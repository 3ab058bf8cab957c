use std::path::PathBuf;
use thiserror::Error;

#[derive(Error, Debug)]
pub enum HarnessError {
    #[error("Retrieval of '{link}' did not complete: no staged file within the page timeout")]
    RetrievalIncomplete { link: String },

    #[error("Failed to persist download to {}: {source}", path.display())]
    PersistError {
        path: PathBuf,
        #[source]
        source: std::io::Error,
    },

    #[error("Link '{name}' not found on page")]
    LinkNotFound { name: String },

    #[error("Content failed to parse: {reason}")]
    ParseError { reason: String },

    #[error("Capability unavailable: {capability}")]
    CapabilityUnavailable { capability: String },

    #[error("Check failed in scenario '{scenario}': {reason}")]
    CheckFailed { scenario: String, reason: String },

    #[error("HTTP request failed: {0}")]
    HttpError(#[from] reqwest::Error),

    #[error("IO error: {0}")]
    IoError(#[from] std::io::Error),

    #[error("Zip operation failed: {0}")]
    ZipError(#[from] zip::result::ZipError),

    #[cfg(feature = "workbook")]
    #[error("Workbook operation failed: {0}")]
    WorkbookError(String),

    #[error("Invalid value for {field}: '{value}' ({reason})")]
    InvalidConfigValue {
        field: String,
        value: String,
        reason: String,
    },
}

impl HarnessError {
    /// Plain-language summary for the CLI, without source-chain noise.
    pub fn user_friendly_message(&self) -> String {
        match self {
            Self::RetrievalIncomplete { link } => {
                format!("The download of '{}' never completed", link)
            }
            Self::PersistError { path, .. } => {
                format!("Could not save the download to {}", path.display())
            }
            Self::LinkNotFound { name } => format!("The page has no link named '{}'", name),
            Self::ParseError { reason } => {
                format!("The downloaded content is not in the expected format: {}", reason)
            }
            Self::CapabilityUnavailable { capability } => {
                format!("The '{}' capability is not built into this binary", capability)
            }
            Self::CheckFailed { scenario, reason } => {
                format!("Verification of '{}' failed: {}", scenario, reason)
            }
            Self::HttpError(e) => format!("Could not reach the server: {}", e),
            Self::InvalidConfigValue { field, reason, .. } => {
                format!("Configuration value '{}' is invalid: {}", field, reason)
            }
            _ => self.to_string(),
        }
    }

    pub fn recovery_suggestion(&self) -> &'static str {
        match self {
            Self::RetrievalIncomplete { .. } => {
                "Check that the link actually triggers a download and the server is reachable"
            }
            Self::PersistError { .. } => {
                "Check free space and write permissions on the download directory"
            }
            Self::LinkNotFound { .. } => {
                "Run with --verbose to see which links the page exposes"
            }
            Self::ParseError { .. } | Self::CheckFailed { .. } => {
                "Inspect the saved file under the download directory"
            }
            Self::HttpError(_) => "Check the page URL and network connectivity",
            Self::InvalidConfigValue { .. } => "Fix the flagged configuration value and retry",
            _ => "See the log output for details",
        }
    }

    /// Exit code for the CLI. Infrastructure failures are distinguished from
    /// failed content checks.
    pub fn exit_code(&self) -> i32 {
        match self {
            Self::ParseError { .. } | Self::CheckFailed { .. } => 1,
            Self::RetrievalIncomplete { .. } | Self::LinkNotFound { .. } | Self::HttpError(_) => 2,
            _ => 3,
        }
    }
}

pub type Result<T> = std::result::Result<T, HarnessError>;
use clap::Parser;
use fetch_verify::domain::model::CheckOutcome;
use fetch_verify::domain::ports::HarnessConfig;
use fetch_verify::utils::{logger, validation::Validate};
use fetch_verify::{CliConfig, DownloadHarness, HttpPage, ScenarioRunner};

#[tokio::main]
async fn main() -> Result<(), Box<dyn std::error::Error>> {
    let config = CliConfig::parse();

    logger::init_cli_logger(config.verbose);

    tracing::info!("Starting fetch-verify CLI");
    if config.verbose {
        tracing::debug!("CLI config: {:?}", config);
    }

    if let Err(e) = config.validate() {
        tracing::error!("❌ Configuration validation failed: {}", e);
        eprintln!("❌ {}", e.user_friendly_message());
        eprintln!("💡 {}", e.recovery_suggestion());
        std::process::exit(e.exit_code());
    }

    let page = match HttpPage::open(&config.page_url).await {
        Ok(page) => page.with_timeout(config.timeout()),
        Err(e) => {
            tracing::error!("❌ Could not open page {}: {}", config.page_url, e);
            eprintln!("❌ {}", e.user_friendly_message());
            eprintln!("💡 {}", e.recovery_suggestion());
            std::process::exit(e.exit_code());
        }
    };

    if config.verbose {
        for link in page.links() {
            tracing::debug!("Page link: '{}' -> {}", link.text, link.href);
        }
    }

    let harness = DownloadHarness::new(page, &config.download_dir);
    let runner = ScenarioRunner::new(harness);

    match runner.run_all().await {
        Ok(reports) => {
            for report in &reports {
                println!(
                    "✅ {} -> {}",
                    report.scenario,
                    report.file.local_path.display()
                );
                for check in &report.checks {
                    match &check.outcome {
                        CheckOutcome::Passed => println!("   ✔ {}", check.name),
                        CheckOutcome::Skipped(reason) => {
                            println!("   ⚠ {} (skipped: {})", check.name, reason)
                        }
                    }
                }
            }
            tracing::info!("✅ All {} scenarios passed", reports.len());
        }
        Err(e) => {
            tracing::error!("❌ Scenario run failed: {}", e);
            eprintln!("❌ {}", e.user_friendly_message());
            eprintln!("💡 {}", e.recovery_suggestion());
            std::process::exit(e.exit_code());
        }
    }

    Ok(())
}
/// Non-empty after trimming, and every remaining character within printable
/// ASCII plus CR/LF.
pub fn is_printable_text(content: &str) -> bool {
    let trimmed = content.trim();
    !trimmed.is_empty()
        && trimmed
            .chars()
            .all(|c| matches!(c, ' '..='~' | '\r' | '\n'))
}
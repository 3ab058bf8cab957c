use crate::utils::error::{HarnessError, Result};
use serde_json::Value;

/// Parse bytes as JSON and require a non-empty array or an object with at
/// least one key. Malformed content and empty shapes both surface as
/// ParseError; the caller treats that as a failed assertion.
pub fn parse_non_empty(bytes: &[u8]) -> Result<Value> {
    let value: Value =
        serde_json::from_slice(bytes).map_err(|e| HarnessError::ParseError {
            reason: format!("invalid JSON: {}", e),
        })?;

    match &value {
        Value::Array(items) if !items.is_empty() => Ok(value),
        Value::Object(map) if !map.is_empty() => Ok(value),
        Value::Array(_) => Err(HarnessError::ParseError {
            reason: "JSON array is empty".to_string(),
        }),
        Value::Object(_) => Err(HarnessError::ParseError {
            reason: "JSON object has no keys".to_string(),
        }),
        other => Err(HarnessError::ParseError {
            reason: format!("expected JSON array or object, got {}", shape_name(other)),
        }),
    }
}

fn shape_name(value: &Value) -> &'static str {
    match value {
        Value::Null => "null",
        Value::Bool(_) => "a boolean",
        Value::Number(_) => "a number",
        Value::String(_) => "a string",
        Value::Array(_) => "an array",
        Value::Object(_) => "an object",
    }
}
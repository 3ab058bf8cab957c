use crate::domain::model::{DownloadEvent, Link};
use crate::utils::error::Result;
use async_trait::async_trait;
use std::time::Duration;

/// The consumed trigger surface: a page exposing downloadable links. The
/// harness only needs to resolve a link, invoke it, and wait for the
/// completion signal of the transfer it started.
#[async_trait]
pub trait Page: Send + Sync {
    /// Resolve a download link by its visible text.
    fn find_link(&self, name: &str) -> Result<Link>;

    /// Start the transfer behind `link`. Returns once the transfer has been
    /// issued; completion is reported through `next_download`.
    async fn click(&self, link: &Link) -> Result<()>;

    /// Wait for the next completed transfer on this page.
    async fn next_download(&self) -> Result<DownloadEvent>;

    /// Ambient bound on how long `next_download` may be awaited.
    fn default_timeout(&self) -> Duration;
}

pub trait HarnessConfig: Send + Sync {
    fn page_url(&self) -> &str;
    fn download_dir(&self) -> &str;
    fn timeout(&self) -> Duration;
}
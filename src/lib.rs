pub mod adapters;
pub mod config;
pub mod core;
pub mod domain;
pub mod utils;

#[cfg(feature = "cli")]
pub use crate::config::cli::CliConfig;
pub use crate::config::HarnessSettings;

pub use crate::adapters::HttpPage;
pub use crate::core::harness::DownloadHarness;
pub use crate::core::runner::ScenarioRunner;
pub use crate::utils::error::{HarnessError, Result};
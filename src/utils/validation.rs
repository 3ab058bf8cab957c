use crate::utils::error::{HarnessError, Result};
use url::Url;

pub trait Validate {
    fn validate(&self) -> Result<()>;
}

pub fn validate_url(field_name: &str, url_str: &str) -> Result<()> {
    if url_str.is_empty() {
        return Err(HarnessError::InvalidConfigValue {
            field: field_name.to_string(),
            value: url_str.to_string(),
            reason: "URL cannot be empty".to_string(),
        });
    }

    match Url::parse(url_str) {
        Ok(url) => match url.scheme() {
            "http" | "https" => Ok(()),
            scheme => Err(HarnessError::InvalidConfigValue {
                field: field_name.to_string(),
                value: url_str.to_string(),
                reason: format!("Unsupported URL scheme: {}", scheme),
            }),
        },
        Err(e) => Err(HarnessError::InvalidConfigValue {
            field: field_name.to_string(),
            value: url_str.to_string(),
            reason: format!("Invalid URL format: {}", e),
        }),
    }
}

pub fn validate_path(field_name: &str, path: &str) -> Result<()> {
    if path.is_empty() {
        return Err(HarnessError::InvalidConfigValue {
            field: field_name.to_string(),
            value: path.to_string(),
            reason: "Path cannot be empty".to_string(),
        });
    }

    if path.contains('\0') {
        return Err(HarnessError::InvalidConfigValue {
            field: field_name.to_string(),
            value: path.to_string(),
            reason: "Path contains null bytes".to_string(),
        });
    }

    Ok(())
}

pub fn validate_positive_number(field_name: &str, value: u64, min_value: u64) -> Result<()> {
    if value < min_value {
        return Err(HarnessError::InvalidConfigValue {
            field: field_name.to_string(),
            value: value.to_string(),
            reason: format!("Value must be at least {}", min_value),
        });
    }
    Ok(())
}

pub fn validate_non_empty_string(field_name: &str, value: &str) -> Result<()> {
    if value.trim().is_empty() {
        return Err(HarnessError::InvalidConfigValue {
            field: field_name.to_string(),
            value: value.to_string(),
            reason: "Value cannot be empty or whitespace-only".to_string(),
        });
    }
    Ok(())
}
◆ ◆ ◆ ◆
EXERCISE PROMPT:
Begin with the first line of the records and reproduce each line as is, ending with the line that holds "pub fn user_friendly_message(&self)".

OUTPUT FOR THIS EXERCISE:
repository 3ab058bf8cab957c
use std::path::PathBuf;
use thiserror::Error;

#[derive(Error, Debug)]
pub enum HarnessError {
    #[error("Retrieval of '{link}' did not complete: no staged file within the page timeout")]
    RetrievalIncomplete { link: String },

    #[error("Failed to persist download to {}: {source}", path.display())]
    PersistError {
        path: PathBuf,
        #[source]
        source: std::io::Error,
    },

    #[error("Link '{name}' not found on page")]
    LinkNotFound { name: String },

    #[error("Content failed to parse: {reason}")]
    ParseError { reason: String },

    #[error("Capability unavailable: {capability}")]
    CapabilityUnavailable { capability: String },

    #[error("Check failed in scenario '{scenario}': {reason}")]
    CheckFailed { scenario: String, reason: String },

    #[error("HTTP request failed: {0}")]
    HttpError(#[from] reqwest::Error),

    #[error("IO error: {0}")]
    IoError(#[from] std::io::Error),

    #[error("Zip operation failed: {0}")]
    ZipError(#[from] zip::result::ZipError),

    #[cfg(feature = "workbook")]
    #[error("Workbook operation failed: {0}")]
    WorkbookError(String),

    #[error("Invalid value for {field}: '{value}' ({reason})")]
    InvalidConfigValue {
        field: String,
        value: String,
        reason: String,
    },
}

impl HarnessError {
    /// Plain-language summary for the CLI, without source-chain noise.
    pub fn user_friendly_message(&self) -> String {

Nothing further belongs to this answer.